Guest Blogger and FIHI Consultant, Katherine Chung, MD, MPH takes a moment to acknowledge the 30th anniversary of the Heckler Report.
In 1985, when the Report of the Secretary’s Task Force on Black and Minority Health, or the Heckler Report, was published, Americans overall were seeing improvements in their life expectancy and overall health status. However the Heckler Report drew attention to the sad fact that African Americans, Hispanics, Native Americans, and other minorities were not enjoying the same improvements in their health and life expectancy that non-minorities were. A special task force was convened by Margaret Heckler, the Secretary of the Department of Health and Human Services at that time.
The Task Force on Black and Minority Health, chaired by Thomas Malone, PhD., was convened in response to, “a national paradox of phenomenal scientific achievement and steady improvement in overall health status, [on the one hand and the existence of] persistent, significant health inequities [on the other]…” The task force was thus charged with elucidating pervasive disparities in racial and ethnic health outcomes. While it had been well known that these disparities existed, this was the first time that experts from many different areas came together, “to carry out a comprehensive and coordinated study to investigate the longstanding disparity in health status of Blacks, Hispanics, Asian/Pacific Islanders, and Native Americans compared to the non-minority population.”
The report was eye-opening because it presented quantitatively that African Americans, Hispanics, Native Americans, and other minorities had poorer outcomes in areas such as life expectancy, infant mortality and low birth weight, cancer, cardiovascular and cerebrovascular disease, diabetes, and even homicide and unintentional injuries. The hope was that by highlighting the disparities, we would be successful in our efforts to eliminate them.
According to Margaret Heckler, the report, “…can — it should — mark the beginning of the end of the health disparity that has, for so long, cast a shadow on the otherwise splendid American track record of ever improving health.” The report presented many recommendations, including but not limited to: a) emphasizing prevention and primary care; b) expanding prenatal Medicaid benefits; c) increasing minority communities’ access to health professionals and medical care; d) increasing collaborative efforts of state and local governments, professional associations, and other health-related organizations; e) improving data quality; and f) a research agenda that would increase risk factor identification, focus on health education, and elucidate the relationship between sociocultural factors and health.
RESULTS OF THE HECKLER REPORT
- The US Department of Health and Human Services created the Office of Minority Health (OMH) in 1986. The OMH drives programs and policies which would eliminate or reduce health disparities.
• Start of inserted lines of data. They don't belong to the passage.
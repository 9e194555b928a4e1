//! Row-level filtering and transformation applied before insertion.

use std::path::PathBuf;

use thiserror::Error;

pub mod reload;
pub mod rules;

pub use reload::{FilterHandle, FilterReloadStop, FilterReloader, FilterSnapshot};
pub use rules::{FieldFilter, FieldFilterConfig, MatchRule, MissingFieldPolicy};

/// A CSV row keyed by header name.
pub type Record = serde_json::Map<String, serde_json::Value>;

/// A record failed validation and the policy says to fail.
#[derive(Error, Debug, Clone, PartialEq, Eq)]
pub enum TransformError {
    #[error("Required field '{field}' is missing or empty")]
    MissingRequiredField { field: String },
}

/// Errors loading a filter definition.
#[derive(Error, Debug)]
pub enum FilterError {
    #[error("Failed to read filter file '{path}': {source}")]
    Read {
        path: PathBuf,
        #[source]
        source: std::io::Error,
    },

    #[error("Failed to parse filter definition: {0}")]
    Parse(#[from] serde_json::Error),

    #[error("Invalid regex for field '{field}': {source}")]
    InvalidRegex {
        field: String,
        #[source]
        source: regex::Error,
    },
}

/// Pure per-record policy.
pub trait RecordTransform: Send + Sync {
    /// Gate applied before [`Self::transform`]. `false` drops the record.
    fn filter(&self, _record: &Record) -> bool {
        true
    }

    /// `Ok(None)` drops the record; `Err` is a validation failure.
    fn transform(&self, record: Record) -> Result<Option<Record>, TransformError>;
}

/// Leaves every record untouched.
#[derive(Debug, Clone, Copy, Default)]
pub struct Passthrough;

impl RecordTransform for Passthrough {
    fn transform(&self, record: Record) -> Result<Option<Record>, TransformError> {
        Ok(Some(record))
    }
}

/// Runs the gate and the transform in order.
pub fn apply(
    transform: &dyn RecordTransform,
    record: Record,
) -> Result<Option<Record>, TransformError> {
    if !transform.filter(&record) {
        return Ok(None);
    }
    transform.transform(record)
}
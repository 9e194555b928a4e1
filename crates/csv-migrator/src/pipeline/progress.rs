use crate::broadcast::{JobProgressBroadcaster, ProgressEvent};

/// Receives progress events emitted during processing.
pub trait ProgressReporter: Send + Sync {
    fn report(&self, event: ProgressEvent);
}

/// No-op reporter for unit tests.
pub struct NoopProgress;

impl ProgressReporter for NoopProgress {
    fn report(&self, _event: ProgressEvent) {}
}

impl ProgressReporter for JobProgressBroadcaster {
    fn report(&self, event: ProgressEvent) {
        self.emit(event);
    }
}

/// Collects events in memory, for assertions in tests.
#[derive(Default)]
pub struct RecordingProgress {
    events: std::sync::Mutex<Vec<ProgressEvent>>,
}

impl RecordingProgress {
    pub fn events(&self) -> Vec<ProgressEvent> {
        self.events.lock().map(|e| e.clone()).unwrap_or_default()
    }
}

impl ProgressReporter for RecordingProgress {
    fn report(&self, event: ProgressEvent) {
        if let Ok(mut events) = self.events.lock() {
            events.push(event);
        }
    }
}
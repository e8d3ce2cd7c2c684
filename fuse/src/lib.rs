pub mod cancel;
pub mod cli;
pub mod config;
pub mod error;
pub mod garbage;
pub mod kubectl;
pub(crate) mod process;
pub mod registry;
pub mod rollout;

pub use error::{Error, Result};
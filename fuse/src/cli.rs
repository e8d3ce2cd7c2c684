mod apply;
mod exec;
mod garbage_collect;

use clap::{Parser, Subcommand};

use crate::{
    cancel::CancellationToken,
    config::{Config, CLUSTER_CONTEXT_ENV},
};

type Result<T, E = Box<dyn std::error::Error + Send + Sync + 'static>> =
    std::result::Result<T, E>;

#[derive(Debug, Parser)]
#[command(version, about)]
pub struct Cli {
    #[command(subcommand)]
    command: Commands,

    /// The kubectl context to run every command against
    #[arg(long = "context", short = 'c', global = true, env = CLUSTER_CONTEXT_ENV)]
    context: Option<String>,
}

#[derive(Debug, Subcommand)]
enum Commands {
    /// Apply a manifest and wait for its deployments, rolling them back on failure
    #[command(arg_required_else_help = true)]
    Apply(apply::ApplyArgs),

    /// Remove images from the registry that no ReplicaSet refers to anymore
    GarbageCollect(garbage_collect::GarbageCollectArgs),

    /// Execute a command in every container of the pods of the selected deployments
    #[command(arg_required_else_help = true)]
    Exec(exec::ExecArgs),
}

impl Cli {
    /// Returns `false` when the deployments of an applied manifest did not become ready.
    pub fn run(self) -> Result<bool> {
        let token = CancellationToken::new();
        token.install_interrupt_handler()?;

        let config = Config::new(self.context);
        match self.command {
            Commands::Apply(args) => apply::apply(config, args, &token),
            Commands::GarbageCollect(args) => {
                garbage_collect::garbage_collect(&config, args, &token)?;
                Ok(true)
            }
            Commands::Exec(args) => {
                exec::exec(&config, args)?;
                Ok(true)
            }
        }
    }
}
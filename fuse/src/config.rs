use std::time::Duration;

use crate::{kubectl::Kubectl, rollout::RolloutConfig};

/// Names the kubectl context used for every command when set and non-empty.
pub const CLUSTER_CONTEXT_ENV: &str = "CLUSTER_CONTEXT";

/// Default for `apply --rollout-timeout`, e.g. `5m` or `90s`.
pub const CLUSTER_RELEASE_TIMEOUT_ENV: &str = "CLUSTER_RELEASE_TIMEOUT";

pub const DEFAULT_ROLLOUT_TIMEOUT: Duration = Duration::from_secs(120);

/// How long to wait between two readiness checks of a rollout.
pub const POLL_INTERVAL: Duration = Duration::from_secs(5);

/// How long to wait between two deletions from the registry.
pub const DELETE_DELAY: Duration = Duration::from_millis(100);

/// Settings shared by all commands, built once from the command line and the environment.
#[derive(Debug, Clone, PartialEq, Eq)]
pub struct Config {
    pub cluster_context: Option<String>,
    pub rollout_timeout: Duration,
    pub poll_interval: Duration,
}

impl Config {
    pub fn new(cluster_context: Option<String>) -> Self {
        Self {
            cluster_context: cluster_context.filter(|context| !context.is_empty()),
            rollout_timeout: DEFAULT_ROLLOUT_TIMEOUT,
            poll_interval: POLL_INTERVAL,
        }
    }

    pub fn with_rollout_timeout(self, rollout_timeout: Duration) -> Self {
        Self {
            rollout_timeout,
            ..self
        }
    }

    pub fn rollout(&self) -> RolloutConfig {
        RolloutConfig {
            poll_interval: self.poll_interval,
        }
    }

    pub fn kubectl(&self) -> Kubectl {
        Kubectl::new(self.cluster_context.clone())
    }
}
- The Centers for Disease Control and Agency for Healthcare Research and Quality have prioritized the elucidation and elimination of health disparities.
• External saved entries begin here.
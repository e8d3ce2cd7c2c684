//! Decoder for docker-style image references as they appear in pod templates, e.g.
//!
//! ```txt
//! registry.example.com:80/sample/repository:42
//! <registry------------->/<repository----->:<tag>
//! ```
//!
//! The grammar is deliberately narrower than the one used by the distribution project: only
//! lower-case references are understood, a tag is mandatory and a trailing `@<digest>` is ignored.
//!
//! 1. The `<registry>` prefix is only looked for when the reference contains more than one `:` or at
//!    least one `/`. It matches `host-label(.host-label)*(:port)?`.
//! 2. The `<repository>` is matched greedily as `/?segment(/segment)*`, a segment being
//!    `[a-z0-9._-]+`.
//! 3. The `<tag>` follows as `:[a-z0-9._-]+`. Anything after the tag is discarded.

use std::{
    fmt::{self, Write as _},
    str::FromStr,
    sync::LazyLock,
};

#[cfg(feature = "serde")]
use ::serde::{Deserialize, Deserializer, Serialize, Serializer};
use regex::Regex;

const REGISTRY_SUFFIX: char = '/';
const TAG_PREFIX: char = ':';

#[derive(Debug, PartialEq, Eq)]
pub struct InvalidFormat(String);

impl InvalidFormat {
    /// The reference that failed to decode.
    pub fn reference(&self) -> &str {
        &self.0
    }
}

impl std::error::Error for InvalidFormat {}

impl fmt::Display for InvalidFormat {
    fn fmt(&self, f: &mut fmt::Formatter<'_>) -> fmt::Result {
        write!(f, "invalid repository format: {:?}", self.0)
    }
}

static REGISTRY_REGEX: LazyLock<Regex> =
    LazyLock::new(|| Regex::new(r"^[a-z0-9_-]+(?:\.[a-z0-9_-]+)*(?::[0-9]+)?").unwrap());

static REPOSITORY_REGEX: LazyLock<Regex> =
    LazyLock::new(|| Regex::new(r"^/?([a-z0-9._-]+(?:/[a-z0-9._-]+)*)").unwrap());

static TAG_REGEX: LazyLock<Regex> = LazyLock::new(|| Regex::new(r"^:([a-z0-9._-]+)").unwrap());

/// A decoded image reference. The `registry_url` is empty when the reference does not name a
/// registry.
#[derive(Debug, Clone, PartialEq, Eq, Hash)]
pub struct ImageReference {
    pub repository: String,
    pub tag: String,
    pub registry_url: String,
}

impl ImageReference {
    pub fn decode(reference: &str) -> Result<Self, InvalidFormat> {
        let invalid = || InvalidFormat(reference.to_owned());

        let mut rest = reference;

        let has_registry = rest.matches(':').count() > 1 || rest.contains('/');
        let registry_url = if has_registry {
            let registry = REGISTRY_REGEX.find(rest).map_or("", |m| m.as_str());
            rest = &rest[registry.len()..];
            registry
        } else {
            ""
        };

        let (repository, consumed) = REPOSITORY_REGEX
            .captures(rest)
            .and_then(|captures| Some((captures.get(1)?.as_str(), captures.get(0)?.end())))
            .ok_or_else(invalid)?;
        rest = &rest[consumed..];

        // NOTE: Whatever follows the tag, typically `@sha256:...`, is dropped.
        let tag = TAG_REGEX
            .captures(rest)
            .and_then(|captures| captures.get(1))
            .map(|m| m.as_str())
            .ok_or_else(invalid)?;

        Ok(Self {
            repository: repository.to_owned(),
            tag: tag.to_owned(),
            registry_url: registry_url.to_owned(),
        })
    }

    /// Returns the registry, `None` if the reference did not name one.
    pub fn registry(&self) -> Option<&str> {
        (!self.registry_url.is_empty()).then_some(self.registry_url.as_str())
    }
}

impl FromStr for ImageReference {
    type Err = InvalidFormat;

    fn from_str(s: &str) -> Result<Self, Self::Err> {
        Self::decode(s)
    }
}

impl TryFrom<&str> for ImageReference {
    type Error = InvalidFormat;

    fn try_from(value: &str) -> Result<Self, Self::Error> {
        Self::decode(value)
    }
}

impl fmt::Display for ImageReference {
    fn fmt(&self, f: &mut fmt::Formatter<'_>) -> fmt::Result {
        if let Some(registry) = self.registry() {
            f.write_str(registry)?;
            f.write_char(REGISTRY_SUFFIX)?;
        }
        f.write_str(&self.repository)?;
        f.write_char(TAG_PREFIX)?;
        f.write_str(&self.tag)
    }
}

#[cfg(feature = "serde")]
impl Serialize for ImageReference {
    fn serialize<S>(&self, serializer: S) -> Result<S::Ok, S::Error>
    where
        S: Serializer,
    {
        serializer.collect_str(self)
    }
}

#[cfg(feature = "serde")]
impl<'de> Deserialize<'de> for ImageReference {
    fn deserialize<D>(deserializer: D) -> Result<Self, D::Error>
    where
        D: Deserializer<'de>,
    {
        let value: std::borrow::Cow<'de, str> = Deserialize::deserialize(deserializer)?;
        Self::decode(&value).map_err(::serde::de::Error::custom)
    }
}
- Healthy People 2000 and 2010 set goals of reducing or eliminating health disparities. Currently, Healthy People 2020 sets the goal of achieving health equity and eliminating health disparities.
- There has been improvement in rates of childhood immunizations and overall access to care.
- We have improved in our ability to measure and understand the disparities in health outcomes. Researchers have demonstrated a strong correlation between social determinants and racial and ethnic health disparities which has assisted in organizing health policy priorities.
However despite the improvements, a significant proportion of the racial and ethnic health disparities still exist or have worsened. For example, as of 2012, the disparity has grown for African American women ages 40 and up, in early diagnosis of advanced stage breast cancer. Thus, in the 30 years since the Heckler Report, we are much further along in our quest for health equity, but we still have a long way to go.